======== SUPPLIED DATA ========

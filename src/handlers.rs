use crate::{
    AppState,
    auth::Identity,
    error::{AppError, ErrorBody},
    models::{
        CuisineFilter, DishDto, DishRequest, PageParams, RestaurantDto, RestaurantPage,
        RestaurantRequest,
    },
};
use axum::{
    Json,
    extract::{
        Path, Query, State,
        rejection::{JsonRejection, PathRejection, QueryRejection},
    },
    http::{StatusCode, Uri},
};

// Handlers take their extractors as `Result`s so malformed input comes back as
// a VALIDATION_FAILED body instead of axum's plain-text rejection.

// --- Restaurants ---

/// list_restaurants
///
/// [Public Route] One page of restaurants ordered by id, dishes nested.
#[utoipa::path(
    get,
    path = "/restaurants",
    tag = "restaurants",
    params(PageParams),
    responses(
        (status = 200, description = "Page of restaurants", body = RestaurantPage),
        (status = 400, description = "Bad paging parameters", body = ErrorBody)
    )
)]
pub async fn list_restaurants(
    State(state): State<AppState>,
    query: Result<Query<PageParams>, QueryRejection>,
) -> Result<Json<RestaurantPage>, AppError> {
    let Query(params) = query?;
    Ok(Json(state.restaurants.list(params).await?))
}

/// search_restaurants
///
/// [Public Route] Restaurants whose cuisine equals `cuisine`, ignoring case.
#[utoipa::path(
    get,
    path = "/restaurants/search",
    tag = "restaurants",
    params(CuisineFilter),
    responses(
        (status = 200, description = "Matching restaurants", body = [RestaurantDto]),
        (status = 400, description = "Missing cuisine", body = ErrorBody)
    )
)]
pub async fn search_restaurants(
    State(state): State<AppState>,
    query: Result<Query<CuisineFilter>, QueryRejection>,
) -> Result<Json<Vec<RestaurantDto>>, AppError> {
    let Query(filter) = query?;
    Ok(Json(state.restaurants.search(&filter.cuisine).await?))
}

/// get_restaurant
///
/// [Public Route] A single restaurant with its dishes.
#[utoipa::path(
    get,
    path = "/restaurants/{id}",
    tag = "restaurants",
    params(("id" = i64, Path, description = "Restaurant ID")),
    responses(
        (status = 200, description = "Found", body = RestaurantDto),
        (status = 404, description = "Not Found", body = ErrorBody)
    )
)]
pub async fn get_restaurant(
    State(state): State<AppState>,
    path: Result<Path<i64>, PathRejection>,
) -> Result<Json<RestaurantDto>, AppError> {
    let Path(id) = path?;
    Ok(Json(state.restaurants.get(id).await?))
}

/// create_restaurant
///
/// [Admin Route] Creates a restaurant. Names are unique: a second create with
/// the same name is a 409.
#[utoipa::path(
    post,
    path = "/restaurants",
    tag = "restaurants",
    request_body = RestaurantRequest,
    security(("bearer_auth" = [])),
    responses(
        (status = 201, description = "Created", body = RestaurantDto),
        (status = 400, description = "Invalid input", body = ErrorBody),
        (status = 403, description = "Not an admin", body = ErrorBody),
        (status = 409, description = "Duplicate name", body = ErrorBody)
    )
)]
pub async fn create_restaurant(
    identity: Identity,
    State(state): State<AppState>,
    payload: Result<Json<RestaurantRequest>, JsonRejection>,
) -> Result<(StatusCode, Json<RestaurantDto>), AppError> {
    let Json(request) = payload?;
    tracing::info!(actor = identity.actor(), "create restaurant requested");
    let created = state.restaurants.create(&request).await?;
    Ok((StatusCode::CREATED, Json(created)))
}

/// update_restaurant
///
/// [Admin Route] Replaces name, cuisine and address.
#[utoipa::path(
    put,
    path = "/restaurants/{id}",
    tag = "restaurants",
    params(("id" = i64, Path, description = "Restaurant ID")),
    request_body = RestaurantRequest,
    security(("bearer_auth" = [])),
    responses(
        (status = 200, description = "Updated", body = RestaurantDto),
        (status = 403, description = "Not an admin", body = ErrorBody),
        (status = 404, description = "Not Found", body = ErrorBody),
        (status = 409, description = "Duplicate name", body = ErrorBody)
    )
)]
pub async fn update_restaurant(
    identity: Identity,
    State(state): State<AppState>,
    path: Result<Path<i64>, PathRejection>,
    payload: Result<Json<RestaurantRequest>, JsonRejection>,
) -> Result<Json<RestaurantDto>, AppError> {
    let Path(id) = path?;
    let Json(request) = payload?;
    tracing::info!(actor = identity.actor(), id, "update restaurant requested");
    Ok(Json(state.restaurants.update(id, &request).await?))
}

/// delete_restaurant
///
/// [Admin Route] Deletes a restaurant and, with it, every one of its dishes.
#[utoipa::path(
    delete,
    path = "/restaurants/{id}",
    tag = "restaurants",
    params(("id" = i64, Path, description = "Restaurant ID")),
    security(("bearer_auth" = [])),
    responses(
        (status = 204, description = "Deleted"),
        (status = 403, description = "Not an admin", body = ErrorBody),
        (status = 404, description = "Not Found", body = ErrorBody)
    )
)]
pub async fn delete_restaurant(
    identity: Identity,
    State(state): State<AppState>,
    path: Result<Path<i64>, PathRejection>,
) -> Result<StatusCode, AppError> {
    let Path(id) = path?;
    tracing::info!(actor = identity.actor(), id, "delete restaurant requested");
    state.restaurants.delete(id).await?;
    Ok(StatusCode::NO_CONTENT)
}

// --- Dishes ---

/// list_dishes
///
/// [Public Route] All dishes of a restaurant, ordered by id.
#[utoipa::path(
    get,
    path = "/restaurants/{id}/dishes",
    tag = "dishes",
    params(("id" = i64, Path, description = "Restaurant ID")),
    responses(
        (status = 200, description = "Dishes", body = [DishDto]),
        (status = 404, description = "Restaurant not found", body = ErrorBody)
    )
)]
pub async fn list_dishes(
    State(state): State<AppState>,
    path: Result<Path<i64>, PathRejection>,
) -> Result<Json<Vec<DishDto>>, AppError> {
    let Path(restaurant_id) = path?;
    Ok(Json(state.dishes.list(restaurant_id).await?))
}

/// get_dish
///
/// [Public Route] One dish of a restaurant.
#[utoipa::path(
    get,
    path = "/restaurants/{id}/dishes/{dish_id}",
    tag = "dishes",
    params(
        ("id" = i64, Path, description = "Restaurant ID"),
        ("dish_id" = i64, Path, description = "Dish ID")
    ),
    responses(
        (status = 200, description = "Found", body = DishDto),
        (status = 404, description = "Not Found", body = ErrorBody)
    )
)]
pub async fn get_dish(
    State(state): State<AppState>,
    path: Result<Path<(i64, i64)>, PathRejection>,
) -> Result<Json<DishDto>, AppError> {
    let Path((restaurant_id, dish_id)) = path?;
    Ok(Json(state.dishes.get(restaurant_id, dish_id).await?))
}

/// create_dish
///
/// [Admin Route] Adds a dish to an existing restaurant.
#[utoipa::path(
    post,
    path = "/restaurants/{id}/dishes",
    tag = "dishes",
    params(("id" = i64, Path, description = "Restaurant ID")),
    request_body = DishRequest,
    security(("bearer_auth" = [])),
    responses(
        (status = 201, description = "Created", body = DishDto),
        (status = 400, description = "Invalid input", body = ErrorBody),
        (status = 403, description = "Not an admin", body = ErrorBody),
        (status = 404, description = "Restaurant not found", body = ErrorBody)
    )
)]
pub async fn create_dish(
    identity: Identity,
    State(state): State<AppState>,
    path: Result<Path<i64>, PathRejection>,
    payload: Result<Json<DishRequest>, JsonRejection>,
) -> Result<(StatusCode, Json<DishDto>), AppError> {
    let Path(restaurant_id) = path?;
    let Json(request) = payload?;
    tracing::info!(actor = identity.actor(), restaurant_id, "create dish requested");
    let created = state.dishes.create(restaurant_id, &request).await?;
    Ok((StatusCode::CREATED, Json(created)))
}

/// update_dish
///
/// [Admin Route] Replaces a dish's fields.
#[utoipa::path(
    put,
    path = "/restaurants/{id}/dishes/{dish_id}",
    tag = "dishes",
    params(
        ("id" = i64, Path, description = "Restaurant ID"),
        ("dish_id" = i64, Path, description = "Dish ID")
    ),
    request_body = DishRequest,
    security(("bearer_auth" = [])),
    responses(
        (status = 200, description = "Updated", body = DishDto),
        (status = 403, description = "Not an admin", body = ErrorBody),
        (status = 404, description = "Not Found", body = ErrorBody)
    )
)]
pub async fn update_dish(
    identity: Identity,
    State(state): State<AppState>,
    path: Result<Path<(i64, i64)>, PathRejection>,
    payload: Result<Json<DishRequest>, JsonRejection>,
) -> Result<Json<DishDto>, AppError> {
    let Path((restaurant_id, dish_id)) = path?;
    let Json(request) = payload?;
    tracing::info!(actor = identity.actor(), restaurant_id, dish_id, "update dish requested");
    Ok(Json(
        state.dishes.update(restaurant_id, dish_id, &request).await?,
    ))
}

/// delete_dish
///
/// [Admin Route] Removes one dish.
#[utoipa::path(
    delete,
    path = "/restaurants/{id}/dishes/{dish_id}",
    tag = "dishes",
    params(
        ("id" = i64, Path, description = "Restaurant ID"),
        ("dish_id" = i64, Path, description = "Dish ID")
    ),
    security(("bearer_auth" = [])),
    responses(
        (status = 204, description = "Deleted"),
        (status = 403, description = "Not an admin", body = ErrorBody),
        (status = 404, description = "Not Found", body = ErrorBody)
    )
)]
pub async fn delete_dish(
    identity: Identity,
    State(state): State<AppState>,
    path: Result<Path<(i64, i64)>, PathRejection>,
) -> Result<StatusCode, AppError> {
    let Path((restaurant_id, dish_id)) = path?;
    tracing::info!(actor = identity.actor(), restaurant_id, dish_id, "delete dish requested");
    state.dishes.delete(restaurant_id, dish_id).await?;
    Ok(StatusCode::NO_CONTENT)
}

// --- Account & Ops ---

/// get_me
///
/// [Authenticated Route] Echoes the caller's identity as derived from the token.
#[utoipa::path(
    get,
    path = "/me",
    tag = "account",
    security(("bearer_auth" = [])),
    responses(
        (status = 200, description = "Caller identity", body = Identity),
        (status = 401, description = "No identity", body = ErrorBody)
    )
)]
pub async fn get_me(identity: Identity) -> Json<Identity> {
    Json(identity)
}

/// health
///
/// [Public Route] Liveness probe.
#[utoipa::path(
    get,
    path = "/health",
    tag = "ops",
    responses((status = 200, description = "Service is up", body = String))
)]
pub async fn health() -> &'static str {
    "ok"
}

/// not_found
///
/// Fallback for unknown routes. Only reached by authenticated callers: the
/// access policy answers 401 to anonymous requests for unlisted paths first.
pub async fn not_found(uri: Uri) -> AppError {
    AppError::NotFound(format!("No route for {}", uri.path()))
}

========

YOUR ASSIGNMENT → Which lines of the data contain the string "PageParams"? Copy each of them.

TASK ANSWER →
        CuisineFilter, DishDto, DishRequest, PageParams, RestaurantDto, RestaurantPage,
    params(PageParams),
    query: Result<Query<PageParams>, QueryRejection>,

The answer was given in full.